After we got married, my husband, for almost four years has done his Sunday afternoon elaborate pooja to the tune of his Marathi abhangs. We both loved them. We had the privilege of living then in an independent outhouse with empty sites for neighbours. It was bliss. We would play Panditji's abhang CDs real loud. Husband would do pooja; I would sing along and clean house. "Ramache bhajan techi majhe dhyaan" was a favourite.

But this sudden fondness for Bhimsen Joshi came after we attended his concert at Bangalore at the Koramangala Indoor Stadium. It was probably in 2004 or 2005. It was one of those rare occasions that Panditji was singing in Bangalore. He was wheeled onto the stage and that kind of suddenly knocked into my senses that he's ageing. But once he started singing, that age was nowhere in sight...rather sound. He was in concert with the other maverick maestro we all grow up listening to in the South -- M. Balamuralikrishna. It's one of those once-in-a-lifetime experiences tucked away in my mind.

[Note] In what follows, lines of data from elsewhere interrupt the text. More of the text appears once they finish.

pub mod header;
pub mod selection;

pub use header::synthesize_header;
pub use selection::{Selection, SelectionError};

use crate::pr::FileChange;

/// Totals for the selected files, taken from the host-reported counts.
#[derive(Debug, Clone, Copy, Default, PartialEq, Eq)]
pub struct SelectionStats {
    pub file_count: usize,
    pub additions: u64,
    pub deletions: u64,
}

/// Assemble one `git apply`-compatible patch from the selected files.
///
/// Files keep the order of `files`. Unselected files and files without
/// hunk text (binary, or omitted by the host) contribute nothing. Each
/// included file becomes `header + hunks`, and blocks are joined by a
/// newline.
pub fn assemble(files: &[FileChange], selected: &Selection) -> String {
    files
        .iter()
        .filter(|file| selected.contains(&file.filename))
        .filter_map(|file| match file.patch.as_deref() {
            Some(hunks) if !hunks.is_empty() => Some(synthesize_header(file) + hunks),
            _ => None,
        })
        .collect::<Vec<_>>()
        .join("\n")
}

/// Sum the host-reported counts of the selected files, whether or not they
/// carry hunk text.
pub fn compute_selection_stats(files: &[FileChange], selected: &Selection) -> SelectionStats {
    files
        .iter()
        .filter(|file| selected.contains(&file.filename))
        .fold(SelectionStats::default(), |stats, file| SelectionStats {
            file_count: stats.file_count + 1,
            additions: stats.additions + file.additions,
            deletions: stats.deletions + file.deletions,
        })
}

/// Selected files that [`assemble`] leaves out for lack of hunk text.
pub fn skipped_without_patch<'a>(
    files: &'a [FileChange],
    selected: &'a Selection,
) -> impl Iterator<Item = &'a FileChange> + 'a {
    files
        .iter()
        .filter(move |file| selected.contains(&file.filename) && !file.has_patch())
}

/// Default export name: `{owner}-{repo}-pr{number}-selection.patch`.
pub fn suggested_filename(owner: &str, repo: &str, number: u64) -> String {
    format!("{}-{}-pr{}-selection.patch", owner, repo, number)
}

/// Export name for the branch checkout mode: `{branch}.patch`, with runs of
/// whitespace collapsed to `-`. A blank branch name has no export name.
pub fn branch_patch_filename(branch: &str) -> Option<String> {
    let slug = branch.split_whitespace().collect::<Vec<_>>().join("-");
    if slug.is_empty() {
        return None;
    }
    Some(format!("{}.patch", slug))
}

#[cfg(test)]
mod tests {
    use super::*;
    use crate::pr::FileStatus;

    fn file(filename: &str, status: FileStatus, patch: Option<&str>) -> FileChange {
        FileChange {
            filename: filename.to_string(),
            previous_filename: None,
            status,
            additions: 0,
            deletions: 0,
            sha: None,
            patch: patch.map(str::to_string),
        }
    }

    fn sample_files() -> Vec<FileChange> {
        let mut renamed = file("b.txt", FileStatus::Renamed, Some(""));
        renamed.previous_filename = Some("old.txt".to_string());
        vec![
            file("a.txt", FileStatus::Added, Some("@@ -0,0 +1,2 @@\n+line1\n+line2")),
            renamed,
            file("logo.png", FileStatus::Added, None),
            file("src/lib.rs", FileStatus::Modified, Some("@@ -1 +1 @@\n-x\n+y")),
            file("gone.rs", FileStatus::Removed, Some("@@ -1 +0,0 @@\n-bye")),
        ]
    }

    #[test]
    fn test_assemble_added_file() {
        let files = sample_files();
        let selection = Selection::from_names(&files, ["a.txt"]).unwrap();
        let patch = assemble(&files, &selection);
        assert!(patch.starts_with(
            "diff --git a/a.txt b/a.txt\nnew file mode 100644\n--- /dev/null\n+++ b/a.txt\n@@ -0,0 +1,2 @@\n+line1\n+line2"
        ));
    }

    #[test]
    fn test_assemble_empty_selection() {
        assert_eq!(assemble(&sample_files(), &Selection::new()), "");
        assert_eq!(assemble(&[], &Selection::new()), "");
    }

    #[test]
    fn test_assemble_skips_files_without_patch() {
        let files = sample_files();
        let selection = Selection::from_names(&files, ["b.txt", "logo.png"]).unwrap();
        assert_eq!(assemble(&files, &selection), "");
    }

    #[test]
    fn test_assemble_all_keeps_input_order() {
        let files = sample_files();
        let patch = assemble(&files, &Selection::all(&files));

        let expected = [
            synthesize_header(&files[0]) + "@@ -0,0 +1,2 @@\n+line1\n+line2",
            synthesize_header(&files[3]) + "@@ -1 +1 @@\n-x\n+y",
            synthesize_header(&files[4]) + "@@ -1 +0,0 @@\n-bye",
        ]
        .join("\n");
        assert_eq!(patch, expected);
        assert!(!patch.contains("rename from"));
        assert!(!patch.contains("logo.png"));
    }

    #[test]
    fn test_assemble_is_deterministic() {
        let files = sample_files();
        let selection = Selection::all(&files);
        assert_eq!(assemble(&files, &selection), assemble(&files, &selection));
    }

    #[test]
    fn test_selection_stats_use_host_counts() {
        let mut first = file("one.rs", FileStatus::Modified, None);
        first.additions = 3;
        first.deletions = 1;
        let mut second = file("two.rs", FileStatus::Modified, Some("@@ -1 +1 @@\n+z"));
        second.additions = 5;
        let third = file("three.rs", FileStatus::Modified, None);
        let files = vec![first, second, third];

        let selection = Selection::from_names(&files, ["one.rs", "two.rs"]).unwrap();
        assert_eq!(
            compute_selection_stats(&files, &selection),
            SelectionStats {
                file_count: 2,
                additions: 8,
                deletions: 1,
            }
        );
        assert_eq!(
            compute_selection_stats(&files, &Selection::new()),
            SelectionStats::default()
        );
    }

    #[test]
    fn test_skipped_without_patch() {
        let files = sample_files();
        let selection = Selection::all(&files);
        let skipped: Vec<&str> = skipped_without_patch(&files, &selection)
            .map(|f| f.filename.as_str())
            .collect();
        assert_eq!(skipped, vec!["b.txt", "logo.png"]);
    }

    #[test]
    fn test_export_filenames() {
        assert_eq!(
            suggested_filename("acme", "webshop", 42),
            "acme-webshop-pr42-selection.patch"
        );
        assert_eq!(
            branch_patch_filename("fix  login flow").as_deref(),
            Some("fix-login-flow.patch")
        );
        assert_eq!(branch_patch_filename("feature/x").as_deref(), Some("feature/x.patch"));
    }

    #[test]
    fn test_blank_branch_has_no_filename() {
        assert_eq!(branch_patch_filename(""), None);
        assert_eq!(branch_patch_filename("   \t"), None);
    }
}
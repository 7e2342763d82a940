pub mod types;

pub use types::{CheckoutSummary, Destination};

use crate::pr::diff::{DiffLine, LineKind};
use crate::pr::{FileChange, FileStatus, PullRequest};
use colored::Colorize;
use std::io::Write;
use std::path::Path;
use thiserror::Error;
use tracing::{debug, instrument};

#[derive(Debug, Error)]
pub enum ReportError {
    #[error("Failed to write patch: {0}")]
    Write(#[from] std::io::Error),
}

/// Format the PR header and its file list.
///
/// PR #42: "Add OAuth2 login flow" (open)
/// alice wants to merge feature/x into main
/// Files changed: 6 | +45 -17
///
///    1  modified  src/auth/mod.rs  +4 -1
pub fn render_file_list(pr: &PullRequest) -> String {
    let mut out = String::new();
    out.push_str(&format!(
        "{} \"{}\" ({})\n",
        format!("PR #{}:", pr.number).bold(),
        pr.title,
        pr.state
    ));
    out.push_str(&format!(
        "{} wants to merge {} into {}\n",
        pr.author, pr.head_branch, pr.base_branch
    ));
    out.push_str(&format!("{}\n", pr.html_url.dimmed()));
    out.push_str(&format!(
        "Files changed: {} | {} {}\n\n",
        pr.files.len(),
        format!("+{}", pr.total_additions).green(),
        format!("-{}", pr.total_deletions).red()
    ));

    let index_width = pr.files.len().to_string().len();
    for (i, file) in pr.files.iter().enumerate() {
        let name = match (&file.status, &file.previous_filename) {
            (FileStatus::Renamed, Some(previous)) => {
                format!("{} (from {})", file.filename, previous)
            }
            _ => file.filename.clone(),
        };
        let note = if file.has_patch() {
            String::new()
        } else {
            format!("  {}", "(no diff)".dimmed())
        };
        out.push_str(&format!(
            "  {:>width$}  {} {}  {} {}{}\n",
            i + 1,
            colorize_status(file.status),
            name,
            format!("+{}", file.additions).green(),
            format!("-{}", file.deletions).red(),
            note,
            width = index_width,
        ));
    }
    out
}

/// Format one file's classified diff as a two-column, line-numbered table.
pub fn render_preview(file: &FileChange, lines: &[DiffLine]) -> String {
    let mut out = String::new();
    let blob = file
        .sha
        .as_deref()
        .map(|sha| {
            let short: String = sha.chars().take(7).collect();
            format!("  {}", format!("blob {}", short).dimmed())
        })
        .unwrap_or_default();
    out.push_str(&format!(
        "{}  {} {}{}\n\n",
        file.filename.bold(),
        format!("+{}", file.additions).green(),
        format!("-{}", file.deletions).red(),
        blob
    ));

    if file.patch.is_none() {
        let message = match file.status {
            FileStatus::Removed => "File deleted - no diff available",
            _ => "Binary file or no changes to display",
        };
        out.push_str(&format!("{}\n", message.dimmed()));
        return out;
    }
    if lines.is_empty() {
        out.push_str(&format!("{}\n", "No changes in this file".dimmed()));
        return out;
    }

    let width = lines
        .iter()
        .flat_map(|l| [l.old_line, l.new_line])
        .flatten()
        .max()
        .unwrap_or(0)
        .to_string()
        .len();

    for line in lines {
        let number = |n: Option<usize>| n.map(|n| n.to_string()).unwrap_or_default();
        let row = match line.kind {
            LineKind::Header => format!("{}", line.text.cyan()),
            LineKind::Context => format!(
                "{:>w$} {:>w$} │  {}",
                number(line.old_line),
                number(line.new_line),
                line.text,
                w = width
            ),
            LineKind::Addition => format!(
                "{:>w$} {:>w$} │ {}",
                "",
                number(line.new_line),
                format!("+{}", line.text).green(),
                w = width
            ),
            LineKind::Deletion => format!(
                "{:>w$} {:>w$} │ {}",
                number(line.old_line),
                "",
                format!("-{}", line.text).red(),
                w = width
            ),
        };
        out.push_str(&row);
        out.push('\n');
    }
    out
}

/// Format the checkout summary shown after a patch is exported.
pub fn render_checkout(summary: &CheckoutSummary) -> String {
    let mut out = String::new();
    out.push_str(&format!(
        "{}\n",
        format!(
            "═══ Checkout: {}/{}#{} ═══",
            summary.owner, summary.repo, summary.number
        )
        .bold()
    ));
    out.push_str(&format!("Files selected  {}\n", summary.stats.file_count));
    out.push_str(&format!(
        "Lines added     {}\n",
        format!("+{}", summary.stats.additions).green()
    ));
    out.push_str(&format!(
        "Lines removed   {}\n",
        format!("-{}", summary.stats.deletions).red()
    ));

    if !summary.skipped.is_empty() {
        out.push_str(&format!(
            "{} {}\n",
            "Skipped (no diff text):".yellow(),
            summary.skipped.join(", ")
        ));
    }

    match &summary.destination {
        Destination::Stdout => {
            out.push_str(&format!("Patch written to stdout ({} bytes)\n", summary.bytes));
        }
        Destination::File(path) => {
            out.push_str(&format!(
                "Patch written to {} ({} bytes)\n",
                path.display(),
                summary.bytes
            ));
        }
    }

    if let Some(branch) = &summary.branch {
        let patch_name = summary.destination.to_string();
        out.push_str("\nTo apply:\n");
        out.push_str(&format!("  1. git checkout -b {}\n", branch));
        out.push_str(&format!("  2. git apply {}\n", patch_name));
        out.push_str(&format!(
            "  3. git commit -m \"Apply selected changes from PR #{}\"\n",
            summary.number
        ));
    }
    out
}

/// Write the assembled patch to stdout (None) or to a file.
#[instrument(skip(patch), fields(bytes = patch.len()))]
pub fn output(patch: &str, output_path: Option<&Path>) -> Result<(), ReportError> {
    match output_path {
        None => {
            debug!("writing patch to stdout");
            let mut stdout = std::io::stdout().lock();
            stdout.write_all(patch.as_bytes())?;
            if !patch.is_empty() && !patch.ends_with('\n') {
                stdout.write_all(b"\n")?;
            }
            stdout.flush()?;
            Ok(())
        }
        Some(path) => {
            debug!(path = %path.display(), "writing patch to file");
            write_patch_file(patch, path)
        }
    }
}

/// Host hunk text has no trailing newline; `git apply` needs one.
fn write_patch_file(patch: &str, path: &Path) -> Result<(), ReportError> {
    if let Some(parent) = path.parent().filter(|p| !p.as_os_str().is_empty()) {
        std::fs::create_dir_all(parent)?;
    }
    let mut contents = patch.to_string();
    if !contents.is_empty() && !contents.ends_with('\n') {
        contents.push('\n');
    }
    std::fs::write(path, contents)?;
    Ok(())
}

fn colorize_status(status: FileStatus) -> colored::ColoredString {
    let label = format!("{:<9}", status.to_string());
    match status {
        FileStatus::Added => label.green(),
        FileStatus::Removed => label.red(),
        FileStatus::Renamed | FileStatus::Copied => label.blue(),
        _ => label.yellow(),
    }
}
pub mod joiner;
pub mod segmenter;

pub use joiner::join;
pub use segmenter::{segment, Segments};

use crate::InvalidStyleError;
use segmenter::Rules;
use serde::{Deserialize, Serialize};
use std::fmt;
use std::str::FromStr;

/// A supported naming convention.
#[derive(Debug, Clone, Copy, PartialEq, Eq, Hash, Default, Serialize, Deserialize)]
#[serde(try_from = "String", into = "&'static str")]
pub enum Style {
    #[default]
    Camel,
    Snake,
    Kebab,
}

/// How each word is re-cased when joining.
#[derive(Debug, Clone, Copy, PartialEq, Eq)]
pub enum Casing {
    /// Every word fully lowercased
    Lower,
    /// First word lowercased, later words capitalized
    Camel,
}

#[derive(Debug, Clone, Copy, PartialEq, Eq)]
pub struct StyleDescriptor {
    pub style: Style,
    pub name: &'static str,
    /// Inserted between words; `None` means words are concatenated.
    pub separator: Option<char>,
    pub casing: Casing,
}

/// Table order is also the tie-break order used by [`guess`].
static STYLES: [StyleDescriptor; 3] = [
    StyleDescriptor {
        style: Style::Camel,
        name: "camel",
        separator: None,
        casing: Casing::Camel,
    },
    StyleDescriptor {
        style: Style::Snake,
        name: "snake",
        separator: Some('_'),
        casing: Casing::Lower,
    },
    StyleDescriptor {
        style: Style::Kebab,
        name: "kebab",
        separator: Some('-'),
        casing: Casing::Lower,
    },
];

impl Style {
    pub const ALL: [Style; 3] = [Style::Camel, Style::Snake, Style::Kebab];

    pub fn descriptor(self) -> &'static StyleDescriptor {
        match self {
            Style::Camel => &STYLES[0],
            Style::Snake => &STYLES[1],
            Style::Kebab => &STYLES[2],
        }
    }

    pub fn name(self) -> &'static str {
        self.descriptor().name
    }

    /// Look up a style by name, ignoring ASCII case.
    pub fn from_name(name: &str) -> Result<Self, InvalidStyleError> {
        STYLES
            .iter()
            .find(|descriptor| descriptor.name.eq_ignore_ascii_case(name))
            .map(|descriptor| descriptor.style)
            .ok_or_else(|| InvalidStyleError(name.to_string()))
    }

    /// Split `src` strictly by this style's own rule: its separator for
    /// snake and kebab, case transitions for camel.
    pub fn components(self, src: &str) -> Segments<'_> {
        Segments::new(src, self.rules())
    }

    fn rules(self) -> Rules {
        match self.descriptor().separator {
            Some(separator) => Rules::separated_by(separator),
            None => Rules::CASE_ONLY,
        }
    }
}

impl FromStr for Style {
    type Err = InvalidStyleError;

    fn from_str(s: &str) -> Result<Self, Self::Err> {
        Style::from_name(s)
    }
}

impl TryFrom<String> for Style {
    type Error = InvalidStyleError;

    fn try_from(value: String) -> Result<Self, Self::Error> {
        Style::from_name(&value)
    }
}

impl From<Style> for &'static str {
    fn from(style: Style) -> Self {
        style.name()
    }
}

impl fmt::Display for Style {
    fn fmt(&self, f: &mut fmt::Formatter<'_>) -> fmt::Result {
        f.write_str(self.name())
    }
}

/// How the input identifier is split into words.
#[derive(Debug, Clone, Copy, PartialEq, Eq, Default)]
pub enum Source {
    /// Unknown or mixed casing: delimiters and case transitions both split.
    #[default]
    Jumbled,
    /// The input is known to be in this style.
    Exact(Style),
}

impl Source {
    pub fn segments(self, src: &str) -> Segments<'_> {
        match self {
            Source::Jumbled => segment(src),
            Source::Exact(style) => style.components(src),
        }
    }
}

impl From<Style> for Source {
    fn from(style: Style) -> Self {
        Source::Exact(style)
    }
}

impl From<Option<Style>> for Source {
    fn from(style: Option<Style>) -> Self {
        style.map_or(Source::Jumbled, Source::Exact)
    }
}

/// Segment `src` according to `source` and join the words in `target` style.
pub fn convert(src: &str, source: Source, target: Style) -> String {
    join(source.segments(src), target)
}

/// Guess which style `src` is written in.
///
/// Picks the style whose own segmentation finds the most words. Ties go to
/// the earlier style in `camel`, `snake`, `kebab` order, so single words and
/// empty input guess camel, the default style. Keep the strict `>` below:
/// taking the last maximum instead would make every single word guess kebab.
pub fn guess(src: &str) -> Style {
    let mut best = (Style::Camel, 0);
    for style in Style::ALL {
        let count = style.components(src).count();
        if count > best.1 {
            best = (style, count);
        }
    }
    log::trace!("guessed {} for {:?} ({} words)", best.0, src, best.1);
    best.0
}

#[cfg(test)]
mod tests {
    use super::*;

    #[test]
    fn test_style_from_name() {
        assert_eq!("camel".parse::<Style>().unwrap(), Style::Camel);
        assert_eq!("SNAKE".parse::<Style>().unwrap(), Style::Snake);
        assert_eq!("KeBaB".parse::<Style>().unwrap(), Style::Kebab);
    }

    #[test]
    fn test_invalid_style_name() {
        let err = "bogus".parse::<Style>().unwrap_err();
        assert_eq!(err, InvalidStyleError("bogus".to_string()));
        assert_eq!(err.to_string(), "invalid case name: bogus");

        assert!(" snake".parse::<Style>().is_err());
        assert!("".parse::<Style>().is_err());
        assert!("pascal".parse::<Style>().is_err());
    }

    #[test]
    fn test_descriptor_table() {
        for style in Style::ALL {
            assert_eq!(style.descriptor().style, style);
            assert_eq!(style.name().parse::<Style>().unwrap(), style);
        }
        assert_eq!(Style::Snake.descriptor().separator, Some('_'));
        assert_eq!(Style::Kebab.descriptor().separator, Some('-'));
        assert_eq!(Style::Camel.descriptor().separator, None);
    }

    #[test]
    fn test_exact_components() {
        let camel: Vec<_> = Style::Camel.components("simpleCamelCase").collect();
        assert_eq!(camel, vec!["simple", "Camel", "Case"]);

        let snake: Vec<_> = Style::Snake.components("simple_snake_case").collect();
        assert_eq!(snake, vec!["simple", "snake", "case"]);

        let kebab: Vec<_> = Style::Kebab.components("simple-kebab-case").collect();
        assert_eq!(kebab, vec!["simple", "kebab", "case"]);
    }

    #[test]
    fn test_convert_exact_source() {
        assert_eq!(
            convert("simpleCamelCase", Style::Camel.into(), Style::Kebab),
            "simple-camel-case"
        );
        assert_eq!(
            convert("simple_snake_case", Style::Snake.into(), Style::Camel),
            "simpleSnakeCase"
        );
        // An exact kebab source does not split on case
        assert_eq!(convert("someThing-else", Style::Kebab.into(), Style::Snake), "something_else");
    }

    #[test]
    fn test_convert_jumbled() {
        assert_eq!(
            convert("simple_jumbledCase", Source::Jumbled, Style::Kebab),
            "simple-jumbled-case"
        );
    }

    #[test]
    fn test_guess() {
        assert_eq!(guess("simpleCamelCase"), Style::Camel);
        assert_eq!(guess("simple_snake_case"), Style::Snake);
        assert_eq!(guess("simple-kebab-case"), Style::Kebab);
        assert_eq!(guess("word"), Style::Camel);
        assert_eq!(guess(""), Style::Camel);
    }

    #[test]
    fn test_serde_by_name() {
        #[derive(Deserialize, Serialize)]
        struct Wrapper {
            style: Style,
        }

        let wrapper: Wrapper = toml::from_str("style = \"Kebab\"").unwrap();
        assert_eq!(wrapper.style, Style::Kebab);
        assert_eq!(toml::to_string(&wrapper).unwrap().trim(), "style = \"kebab\"");
        assert!(toml::from_str::<Wrapper>("style = \"pascal\"").is_err());
    }
}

Then when I got pregnant with Sonny Boy, I would listen to Panditji's rendition of "Dasavani". I think that's what my cassette title was. Sonny used to kick furiously late evenings when I would walk in my parents' garden up and down, up and down, till I'd heard the entire tape, with one headphone sitting on my belly and one in my ear! I wanted Sonny to listen to Bhimsen Joshi in my womb -- I still can't figure out exactly why -- probably simply because I loved the music. "Karuniso Ranga", "Yaake mukanaadyo", "Sadaa yenna hrudayadalli", "Yaadava nee baa yadukula nandana" and so many more. Sung with the accompaniment of the harmonium (an instrument I like to hear with only certain kinds of songs) it always takes me to a different plane of consciousness.